Reading it, I conclude that the A.I. is trained on each and every RG photo *separately*, and only considers the first photo of new observations when suggesting an ID. My earlier question was meant to be along the lines of "Why isn't the A.I. trained on groups of photos (i.e. one group of photos per RG observation), so that the suggestions can be generated by considering the whole group of photos in a new observation?". I expect the answer will be something like "Because considering an arbitrary number of photos would be too computationally expensive. Suggestions have to be generated quickly." (Next question: would using, say, the first 3 photos of each observation be too computationally expensive?)

More importantly, I also read that as saying that the sort-order of the suggestions are adjusted *afterwards* based on whether there are nearby observations of the same organism, not that the lat/long/accuracy of observations is fed into either the training of the suggestion generator or the suggestion generator. So if I understand correctly, the location is not used to generate the list of suggestions, only to alter their ranks afterwards, which means that if the top 10 suggestions are all endemic to a different continent, adjusting the ranks based on the locations afterwards won't help. It also seems likely that the date/time of the observation isn't fed into the training or the suggestion generation. My question is: why (assuming I actually understand what's going on) are the location and date not included in the inputs for the A.I. when it generates suggestions? They're both important parts of the information which humans use to identify observations.
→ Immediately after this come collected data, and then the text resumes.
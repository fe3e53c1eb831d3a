
use async_trait::async_trait;
use serde::{Deserialize, Serialize};
use std::time::Duration;
use tracing::{debug, error, warn};
use url::Url;

use crate::config::OpenAiConfig;
use crate::embeddings::{Embedder, EmbeddingError};

pub const DEFAULT_EMBEDDING_DIMENSION: u32 = 1536;
const EXPONENTIAL_BACKOFF_BASE: u32 = 2;
const DEFAULT_BACKOFF_UNIT: Duration = Duration::from_secs(1);

/// Blocking OpenAI-compatible embeddings client
///
/// Requests run on the blocking thread pool when used through [`Embedder`].
#[derive(Debug, Clone)]
pub struct OpenAiClient {
    endpoint: Url,
    model: String,
    api_key: String,
    dimension: usize,
    agent: ureq::Agent,
    retry_attempts: u32,
    backoff_unit: Duration,
}

#[derive(Debug, Serialize)]
struct EmbedRequest<'a> {
    model: &'a str,
    input: &'a str,
}

#[derive(Debug, Deserialize)]
struct EmbedResponse {
    data: Vec<EmbedData>,
}

#[derive(Debug, Deserialize)]
struct EmbedData {
    embedding: Vec<f32>,
}

fn build_agent(timeout: Duration) -> ureq::Agent {
    ureq::Agent::config_builder()
        .timeout_global(Some(timeout))
        .http_status_as_error(false)
        .build()
        .into()
}

impl OpenAiClient {
    #[inline]
    pub fn new(config: &OpenAiConfig) -> Result<Self, EmbeddingError> {
        let endpoint = config
            .embeddings_url()
            .map_err(|e| EmbeddingError::Request(e.to_string()))?;
        let api_key = config
            .resolve_api_key()
            .ok_or(EmbeddingError::MissingApiKey)?;

        Ok(Self {
            endpoint,
            model: config.model.clone(),
            api_key,
            dimension: config.dimension as usize,
            agent: build_agent(config.request_timeout()),
            retry_attempts: config.retry_attempts.max(1),
            backoff_unit: DEFAULT_BACKOFF_UNIT,
        })
    }

    #[inline]
    pub fn with_timeout(mut self, timeout: Duration) -> Self {
        self.agent = build_agent(timeout);
        self
    }

    #[inline]
    pub fn with_retry_attempts(mut self, attempts: u32) -> Self {
        self.retry_attempts = attempts.max(1);
        self
    }

    /// Delay before the first retry; later retries double it
    #[inline]
    pub fn with_backoff_unit(mut self, unit: Duration) -> Self {
        self.backoff_unit = unit;
        self
    }

    #[inline]
    pub fn endpoint(&self) -> &Url {
        &self.endpoint
    }

    /// Embed a single text, blocking the calling thread
    #[inline]
    pub fn generate_embedding(&self, text: &str) -> Result<Vec<f32>, EmbeddingError> {
        debug!("Generating embedding for text (length: {})", text.len());

        let request = EmbedRequest {
            model: &self.model,
            input: text,
        };
        let request_json = serde_json::to_string(&request)
            .map_err(|e| EmbeddingError::Request(format!("failed to serialize request: {e}")))?;

        let response_text = self.make_request_with_retry(|| {
            self.agent
                .post(self.endpoint.as_str())
                .header("Content-Type", "application/json")
                .header("Authorization", format!("Bearer {}", self.api_key))
                .send(&request_json)
                .and_then(|mut resp| {
                    let status = resp.status().as_u16();
                    resp.body_mut()
                        .read_to_string()
                        .map(|body| (status, body))
                })
        })?;

        let response: EmbedResponse = serde_json::from_str(&response_text)
            .map_err(|e| EmbeddingError::Parse(e.to_string()))?;

        let embedding = response
            .data
            .into_iter()
            .next()
            .map(|d| d.embedding)
            .ok_or(EmbeddingError::EmptyResponse)?;

        if embedding.len() != self.dimension {
            return Err(EmbeddingError::DimensionMismatch {
                expected: self.dimension,
                actual: embedding.len(),
            });
        }

        debug!("Generated embedding with {} dimensions", embedding.len());
        Ok(embedding)
    }

    fn make_request_with_retry<F>(&self, mut request_fn: F) -> Result<String, EmbeddingError>
    where
        F: FnMut() -> Result<(u16, String), ureq::Error>,
    {
        let mut last_error = None;

        for attempt in 1..=self.retry_attempts {
            debug!("HTTP request attempt {}/{}", attempt, self.retry_attempts);

            match request_fn() {
                Ok((status, body)) if (200..300).contains(&status) => {
                    debug!("Request succeeded on attempt {}", attempt);
                    return Ok(body);
                }
                Ok((status, body)) if status >= 500 => {
                    warn!(
                        "Server error (status {}), attempt {}/{}",
                        status, attempt, self.retry_attempts
                    );
                    last_error = Some(EmbeddingError::Status { status, body });
                }
                Ok((status, body)) => {
                    warn!("Client error (status {}), not retrying", status);
                    return Err(EmbeddingError::Status { status, body });
                }
                Err(
                    error @ (ureq::Error::ConnectionFailed
                    | ureq::Error::HostNotFound
                    | ureq::Error::Timeout(_)
                    | ureq::Error::Io(_)),
                ) => {
                    warn!(
                        "Transport error: {}, attempt {}/{}",
                        error, attempt, self.retry_attempts
                    );
                    last_error = Some(EmbeddingError::Request(error.to_string()));
                }
                Err(error) => {
                    warn!("Non-retryable error: {}", error);
                    return Err(EmbeddingError::Request(error.to_string()));
                }
            }

            if attempt < self.retry_attempts {
                let delay = self
                    .backoff_unit
                    .saturating_mul(EXPONENTIAL_BACKOFF_BASE.saturating_pow(attempt - 1));
                debug!("Waiting {:?} before retry", delay);
                std::thread::sleep(delay);
            }
        }

        error!("All retry attempts failed for request to {}", self.endpoint);

        Err(last_error
            .unwrap_or_else(|| EmbeddingError::Request("request failed after retries".to_string())))
    }
}

#[async_trait]
impl Embedder for OpenAiClient {
    #[inline]
    async fn embed(&self, text: &str) -> Result<Vec<f32>, EmbeddingError> {
        let client = self.clone();
        let text = text.to_string();
        tokio::task::spawn_blocking(move || client.generate_embedding(&text))
            .await
            .map_err(|e| EmbeddingError::Task(e.to_string()))?
    }

    #[inline]
    fn dimension(&self) -> usize {
        self.dimension
    }
}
Is the machine learning algorithm being used so specialized that it can only accept images as input?

There's more fun stuff in Tony's post, such as training the A.I. on non-research grade and casual observations (so that suggestions can be made for higher-level taxa and domestic/captive/cultivated organisms), but I think those won't have as much impact as using location as an *input* for the A.I. would.

Chris Cheatle

unread,
Oct 29, 2018, 3:18:04 PM10/29/18
to iNaturalist
Supposedly the date is fed in (I doubt time is, but date is), multiple times I've been told in answers here, that the seen nearby determination is a combination of geographically nearby sightings based on the location of the observation, and sightings need to be +/- 30 calendar days from the day of the sighting (calendar days defined as within any year - ie a sighting on July 1st 2018 is compared against all sightings from June 1 to July 30 in any year).

It doesn't seem to work properly all the time, as I have indicated in other posts, which still does not seem to be officially accepted as a bug, but that's another issue.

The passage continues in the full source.